┌─ INFORMATION SUPPLIED

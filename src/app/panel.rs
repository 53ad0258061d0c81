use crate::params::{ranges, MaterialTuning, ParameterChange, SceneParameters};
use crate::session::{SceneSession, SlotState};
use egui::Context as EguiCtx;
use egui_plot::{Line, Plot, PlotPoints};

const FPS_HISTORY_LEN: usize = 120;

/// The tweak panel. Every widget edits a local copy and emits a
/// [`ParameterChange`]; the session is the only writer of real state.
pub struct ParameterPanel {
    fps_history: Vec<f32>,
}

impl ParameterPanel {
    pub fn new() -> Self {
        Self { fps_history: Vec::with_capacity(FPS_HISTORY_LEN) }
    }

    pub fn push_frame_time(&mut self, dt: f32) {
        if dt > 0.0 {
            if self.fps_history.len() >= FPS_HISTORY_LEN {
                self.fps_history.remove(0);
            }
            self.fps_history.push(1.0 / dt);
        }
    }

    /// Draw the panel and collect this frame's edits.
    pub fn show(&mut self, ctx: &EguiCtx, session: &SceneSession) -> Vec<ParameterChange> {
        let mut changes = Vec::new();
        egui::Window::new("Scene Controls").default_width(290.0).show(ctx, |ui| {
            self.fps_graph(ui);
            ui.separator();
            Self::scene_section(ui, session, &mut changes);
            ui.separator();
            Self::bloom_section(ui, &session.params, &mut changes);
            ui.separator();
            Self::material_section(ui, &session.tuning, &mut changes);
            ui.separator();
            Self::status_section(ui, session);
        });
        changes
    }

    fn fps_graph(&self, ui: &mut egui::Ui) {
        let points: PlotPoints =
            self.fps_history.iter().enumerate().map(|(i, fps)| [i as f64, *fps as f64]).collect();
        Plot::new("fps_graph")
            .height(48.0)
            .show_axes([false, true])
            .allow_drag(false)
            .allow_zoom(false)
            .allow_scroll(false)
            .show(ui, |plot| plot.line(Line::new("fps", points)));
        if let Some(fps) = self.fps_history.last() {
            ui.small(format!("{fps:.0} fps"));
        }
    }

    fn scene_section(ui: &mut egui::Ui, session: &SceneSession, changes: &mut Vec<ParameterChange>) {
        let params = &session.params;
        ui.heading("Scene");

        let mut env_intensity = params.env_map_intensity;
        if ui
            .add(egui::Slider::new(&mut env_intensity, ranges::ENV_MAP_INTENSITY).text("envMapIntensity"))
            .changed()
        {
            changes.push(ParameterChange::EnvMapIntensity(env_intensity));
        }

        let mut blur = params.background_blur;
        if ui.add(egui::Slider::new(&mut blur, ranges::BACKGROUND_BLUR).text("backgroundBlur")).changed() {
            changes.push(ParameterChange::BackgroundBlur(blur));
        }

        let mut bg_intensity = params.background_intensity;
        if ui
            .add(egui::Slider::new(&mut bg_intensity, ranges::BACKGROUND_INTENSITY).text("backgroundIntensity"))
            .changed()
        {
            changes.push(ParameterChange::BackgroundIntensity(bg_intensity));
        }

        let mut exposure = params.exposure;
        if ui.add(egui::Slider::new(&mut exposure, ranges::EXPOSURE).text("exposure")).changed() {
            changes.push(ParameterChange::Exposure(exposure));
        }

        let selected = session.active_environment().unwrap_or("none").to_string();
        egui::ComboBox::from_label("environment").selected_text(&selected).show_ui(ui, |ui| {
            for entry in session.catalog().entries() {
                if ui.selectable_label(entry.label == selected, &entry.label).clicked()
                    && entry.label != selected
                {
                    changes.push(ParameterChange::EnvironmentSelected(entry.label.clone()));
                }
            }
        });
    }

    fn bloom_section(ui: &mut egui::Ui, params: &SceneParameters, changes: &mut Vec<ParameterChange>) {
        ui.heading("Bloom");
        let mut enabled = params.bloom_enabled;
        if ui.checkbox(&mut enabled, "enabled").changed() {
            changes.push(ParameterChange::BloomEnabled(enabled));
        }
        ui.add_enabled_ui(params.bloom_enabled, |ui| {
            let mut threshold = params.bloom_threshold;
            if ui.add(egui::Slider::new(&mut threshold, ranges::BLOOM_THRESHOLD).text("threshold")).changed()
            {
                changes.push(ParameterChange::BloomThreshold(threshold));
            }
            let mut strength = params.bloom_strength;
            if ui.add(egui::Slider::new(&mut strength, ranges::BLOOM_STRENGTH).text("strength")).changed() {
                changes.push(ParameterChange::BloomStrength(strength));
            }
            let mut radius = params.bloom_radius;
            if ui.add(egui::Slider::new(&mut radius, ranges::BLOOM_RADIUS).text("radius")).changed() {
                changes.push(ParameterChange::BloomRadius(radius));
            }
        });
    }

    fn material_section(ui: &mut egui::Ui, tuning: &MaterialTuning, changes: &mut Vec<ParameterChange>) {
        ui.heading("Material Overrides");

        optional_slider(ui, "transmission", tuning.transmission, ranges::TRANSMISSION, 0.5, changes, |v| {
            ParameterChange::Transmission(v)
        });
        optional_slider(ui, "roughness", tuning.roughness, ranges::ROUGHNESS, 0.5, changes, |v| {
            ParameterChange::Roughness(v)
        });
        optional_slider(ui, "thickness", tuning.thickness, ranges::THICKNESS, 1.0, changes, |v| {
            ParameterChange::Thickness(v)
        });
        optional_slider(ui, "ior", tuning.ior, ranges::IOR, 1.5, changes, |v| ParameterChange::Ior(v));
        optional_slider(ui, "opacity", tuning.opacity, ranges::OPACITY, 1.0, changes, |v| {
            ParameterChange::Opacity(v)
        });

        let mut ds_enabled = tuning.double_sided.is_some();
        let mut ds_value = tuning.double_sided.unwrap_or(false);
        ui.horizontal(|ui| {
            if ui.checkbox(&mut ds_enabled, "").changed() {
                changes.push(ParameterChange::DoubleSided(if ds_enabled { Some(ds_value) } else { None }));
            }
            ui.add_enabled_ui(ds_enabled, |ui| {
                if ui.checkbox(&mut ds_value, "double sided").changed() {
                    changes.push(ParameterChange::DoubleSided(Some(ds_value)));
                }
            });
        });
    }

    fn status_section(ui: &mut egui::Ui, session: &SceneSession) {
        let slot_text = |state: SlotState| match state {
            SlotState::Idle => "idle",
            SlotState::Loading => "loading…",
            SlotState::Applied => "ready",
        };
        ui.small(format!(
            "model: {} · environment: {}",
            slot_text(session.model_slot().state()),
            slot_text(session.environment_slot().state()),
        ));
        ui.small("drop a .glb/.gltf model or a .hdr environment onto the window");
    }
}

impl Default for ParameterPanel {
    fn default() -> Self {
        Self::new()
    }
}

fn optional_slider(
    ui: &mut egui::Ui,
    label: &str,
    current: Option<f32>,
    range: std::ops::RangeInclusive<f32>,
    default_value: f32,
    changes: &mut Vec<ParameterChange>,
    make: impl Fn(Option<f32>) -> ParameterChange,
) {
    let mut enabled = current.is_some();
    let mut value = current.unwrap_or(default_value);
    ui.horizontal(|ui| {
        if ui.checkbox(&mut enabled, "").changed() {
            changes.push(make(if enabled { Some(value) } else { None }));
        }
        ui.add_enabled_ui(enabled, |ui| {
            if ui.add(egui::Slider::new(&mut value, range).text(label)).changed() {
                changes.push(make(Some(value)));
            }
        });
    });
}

└─

(WHAT YOU SHOULD DO): Would you filter the records and copy each line that contains the word "DoubleSided"?

(EXERCISE SOLUTION):
                changes.push(ParameterChange::DoubleSided(if ds_enabled { Some(ds_value) } else { None }));
                    changes.push(ParameterChange::DoubleSided(Some(ds_value)));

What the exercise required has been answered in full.